use std::path::{Path, PathBuf};

use anyhow::Context;
use core_model::Friend;
use rusqlite::{Connection, OptionalExtension, params};

/// Owned handle to the friends table. Constructed once at startup and closed
/// exactly once when dropped.
pub struct FriendStore {
    conn: Connection,
}

impl FriendStore {
    pub fn open_default() -> anyhow::Result<Self> {
        let base = dirs::data_dir().unwrap_or_else(|| PathBuf::from("."));
        let path = base.join("vennekontakt").join("venner.db");
        if let Some(parent) = path.parent() {
            std::fs::create_dir_all(parent)
                .with_context(|| format!("creating parent dir for {}", path.display()))?;
        }
        Self::open(path)
    }

    pub fn open(path: impl AsRef<Path>) -> anyhow::Result<Self> {
        let conn = Connection::open(path.as_ref())
            .with_context(|| format!("opening sqlite db {}", path.as_ref().display()))?;
        Ok(Self { conn })
    }

    pub fn init_schema(&self) -> anyhow::Result<()> {
        self.conn.execute_batch(
            r#"
            CREATE TABLE IF NOT EXISTS venner (
              id INTEGER PRIMARY KEY AUTOINCREMENT,
              navn TEXT NOT NULL,
              siste_kontakt TEXT NOT NULL
            );
            "#,
        )?;
        Ok(())
    }

    /// Name uniqueness lives here in the caller's pre-check, not in a
    /// constraint on the table.
    pub fn exists(&self, name: &str) -> anyhow::Result<bool> {
        self.conn
            .query_row(
                "SELECT EXISTS(SELECT 1 FROM venner WHERE navn = ?1)",
                params![name],
                |r| r.get(0),
            )
            .map_err(Into::into)
    }

    pub fn insert(&self, name: &str, date: &str) -> anyhow::Result<i64> {
        self.conn.execute(
            "INSERT INTO venner (navn, siste_kontakt) VALUES (?1, ?2)",
            params![name, date],
        )?;
        Ok(self.conn.last_insert_rowid())
    }

    pub fn update_date(&self, name: &str, new_date: &str) -> anyhow::Result<usize> {
        self.conn
            .execute(
                "UPDATE venner SET siste_kontakt = ?1 WHERE navn = ?2",
                params![new_date, name],
            )
            .map_err(Into::into)
    }

    pub fn delete(&self, name: &str) -> anyhow::Result<usize> {
        self.conn
            .execute("DELETE FROM venner WHERE navn = ?1", params![name])
            .map_err(Into::into)
    }

    pub fn list_all(&self) -> anyhow::Result<Vec<Friend>> {
        let mut stmt = self
            .conn
            .prepare("SELECT id, navn, siste_kontakt FROM venner ORDER BY id ASC")?;
        let rows = stmt.query_map([], |r| {
            Ok(Friend {
                id: r.get(0)?,
                name: r.get(1)?,
                last_contact: r.get(2)?,
            })
        })?;
        rows.collect::<rusqlite::Result<Vec<_>>>()
            .map_err(Into::into)
    }

    pub fn find_by_name(&self, name: &str) -> anyhow::Result<Option<Friend>> {
        self.conn
            .query_row(
                "SELECT id, navn, siste_kontakt FROM venner WHERE navn = ?1",
                params![name],
                |r| {
                    Ok(Friend {
                        id: r.get(0)?,
                        name: r.get(1)?,
                        last_contact: r.get(2)?,
                    })
                },
            )
            .optional()
            .map_err(Into::into)
    }
}
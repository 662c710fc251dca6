use chrono::NaiveDate;
use serde::{Deserialize, Serialize};
use thiserror::Error;

/// The one accepted date format, day granularity.
pub const DATE_FORMAT: &str = "%d.%m.%Y";

#[derive(Debug, Error)]
pub enum DateError {
    #[error("ugyldig dato '{input}': forventet DD.MM.YYYY")]
    InvalidDate { input: String },
}

/// One friend and the date of last contact. The date is kept as the stored
/// text so it round-trips byte-identical through insert and list.
#[derive(Debug, Clone, Serialize, Deserialize)]
pub struct Friend {
    pub id: i64,
    pub name: String,
    pub last_contact: String,
}

pub fn parse_contact_date(input: &str) -> Result<NaiveDate, DateError> {
    NaiveDate::parse_from_str(input, DATE_FORMAT).map_err(|_| DateError::InvalidDate {
        input: input.to_string(),
    })
}

pub fn format_contact_date(date: NaiveDate) -> String {
    date.format(DATE_FORMAT).to_string()
}

/// Fixed, non-calendar-accurate decomposition of a day count: 365-day years,
/// 30-day months, 7-day weeks. Not leap-year aware.
#[derive(Debug, Clone, Copy, PartialEq, Eq)]
pub struct ElapsedBreakdown {
    pub total_days: i64,
    pub years: i64,
    pub months: i64,
    pub weeks: i64,
    pub days: i64,
}

impl ElapsedBreakdown {
    pub fn from_total_days(total_days: i64) -> Self {
        let years = total_days / 365;
        let mut rem = total_days % 365;
        let months = rem / 30;
        rem %= 30;
        let weeks = rem / 7;
        let days = rem % 7;
        Self {
            total_days,
            years,
            months,
            weeks,
            days,
        }
    }
}

#[cfg(test)]
mod tests {
    use super::*;

    #[test]
    fn parse_valid_date() {
        let d = parse_contact_date("10.01.2025").unwrap();
        assert_eq!(d, NaiveDate::from_ymd_opt(2025, 1, 10).unwrap());
    }

    #[test]
    fn parse_rejects_other_formats() {
        assert!(parse_contact_date("2025-01-10").is_err());
        assert!(parse_contact_date("10/01/2025").is_err());
        assert!(parse_contact_date("not a date").is_err());
        assert!(parse_contact_date("").is_err());
    }

    #[test]
    fn format_round_trip() {
        let d = NaiveDate::from_ymd_opt(2025, 1, 5).unwrap();
        let s = format_contact_date(d);
        assert_eq!(s, "05.01.2025");
        assert_eq!(parse_contact_date(&s).unwrap(), d);
    }

    #[test]
    fn breakdown_week_and_days() {
        let b = ElapsedBreakdown::from_total_days(9);
        assert_eq!(b.years, 0);
        assert_eq!(b.months, 0);
        assert_eq!(b.weeks, 1);
        assert_eq!(b.days, 2);
    }

    #[test]
    fn breakdown_years_skip_empty_months() {
        // 5 non-calendar years plus 11 days.
        let b = ElapsedBreakdown::from_total_days(1836);
        assert_eq!(b.years, 5);
        assert_eq!(b.months, 0);
        assert_eq!(b.weeks, 1);
        assert_eq!(b.days, 4);
    }

    #[test]
    fn breakdown_all_units() {
        // 365 + 2*30 + 7 + 3
        let b = ElapsedBreakdown::from_total_days(435);
        assert_eq!(b.years, 1);
        assert_eq!(b.months, 2);
        assert_eq!(b.weeks, 1);
        assert_eq!(b.days, 3);
    }

    #[test]
    fn breakdown_zero() {
        let b = ElapsedBreakdown::from_total_days(0);
        assert_eq!(b.years, 0);
        assert_eq!(b.months, 0);
        assert_eq!(b.weeks, 0);
        assert_eq!(b.days, 0);
    }
}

----------------------------------------

WHAT YOU NEED TO DO — For the string "FriendStore", find every line of the material that contains it, and copy each one.

ANSWER TO THE EXERCISE —
pub struct FriendStore {
impl FriendStore {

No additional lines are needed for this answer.